### What the task requires
In the entries below, find the lines that include "DriverConfig" and give their number as the whole reply.

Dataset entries
────────────────────
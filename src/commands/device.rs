//! Commands that talk to the scale

use std::sync::atomic::{AtomicBool, Ordering};
use std::sync::Arc;
use std::time::Duration;

use anyhow::bail;
use scale_driver::{DriverConfig, ScaleDriver, StatusSnapshot, WeightReading};
use scale_transport::ScaleSession;
use serde_json::json;
use tracing::info;

use super::{open_registry, CommandResult};

/// How often `watch` samples the driver's cached state
const WATCH_INTERVAL: Duration = Duration::from_millis(100);

/// List every USB device; `*` marks the one the driver would pick
pub fn list(config: &DriverConfig) -> CommandResult {
    let registry = open_registry(config)?;
    let devices = registry.list()?;

    if devices.is_empty() {
        println!("No USB devices found");
        return Ok(());
    }

    let selected = registry
        .select(&config.device)?
        .map(|d| (d.descriptor.vendor_id, d.descriptor.product_id));

    println!("   VID:PID    Manufacturer / Model");
    for found in &devices {
        let desc = &found.descriptor;
        let marker = if selected == Some((desc.vendor_id, desc.product_id)) {
            '*'
        } else {
            ' '
        };
        println!(
            "{}  {:04x}:{:04x}  {}",
            marker,
            desc.vendor_id,
            desc.product_id,
            desc.name()
        );
    }

    if selected.is_none() {
        println!("\nNo device matches {}", config.device.label());
    }
    Ok(())
}

/// Weigh once through a scoped session
pub fn read(config: &DriverConfig, attempts: Option<usize>, json: bool) -> CommandResult {
    let attempts = attempts.unwrap_or(config.max_attempts);
    if attempts == 0 {
        bail!("--attempts must be at least 1");
    }

    let registry = open_registry(config)?;
    let session =
        ScaleSession::find(&registry, &config.device)?.with_read_timeout(config.read_timeout());
    let name = session
        .descriptor()
        .map(|d| d.to_string())
        .unwrap_or_default();

    let scoped = session.scoped()?;
    let Some(data) = scoped.weigh(None, attempts)? else {
        bail!("{name}: no stable weight after {attempts} attempts");
    };

    if json {
        println!("{}", serde_json::to_string(&data)?);
    } else {
        println!("{} {} ({})", data.weight, data.unit, data.status);
    }
    Ok(())
}

/// Run the driver and print status changes and new readings until Ctrl+C
pub fn watch(config: DriverConfig, json: bool) -> CommandResult {
    let running = Arc::new(AtomicBool::new(true));
    let r = running.clone();
    ctrlc::set_handler(move || {
        r.store(false, Ordering::SeqCst);
    })?;

    let driver = ScaleDriver::new(config)?;
    driver.ensure_started();
    info!("Watching scale. Press Ctrl+C to exit.");

    let mut last_status: Option<StatusSnapshot> = None;
    let mut last_reading: Option<WeightReading> = None;

    while running.load(Ordering::SeqCst) {
        let status = driver.get_status();
        if last_status.as_ref() != Some(&status) {
            print_status(&status, json)?;
            last_status = Some(status);
        }

        let reading = driver.read_weight();
        if reading != last_reading {
            if let Some(reading) = &reading {
                print_reading(reading, json)?;
            }
            last_reading = reading;
        }

        std::thread::sleep(WATCH_INTERVAL);
    }

    info!("Stopping");
    driver.shutdown();
    Ok(())
}

fn print_status(status: &StatusSnapshot, json: bool) -> CommandResult {
    if json {
        println!("{}", serde_json::to_string(&json!({ "status": status }))?);
    } else {
        match status.messages.last() {
            Some(message) => println!("[{}] {}", status.state, message),
            None => println!("[{}]", status.state),
        }
    }
    Ok(())
}

fn print_reading(reading: &WeightReading, json: bool) -> CommandResult {
    if json {
        println!("{}", serde_json::to_string(&json!({ "reading": reading }))?);
    } else {
        println!("{} {} ({})", reading.weight, reading.unit, reading.status);
    }
    Ok(())
}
────────────────────
### Reply
4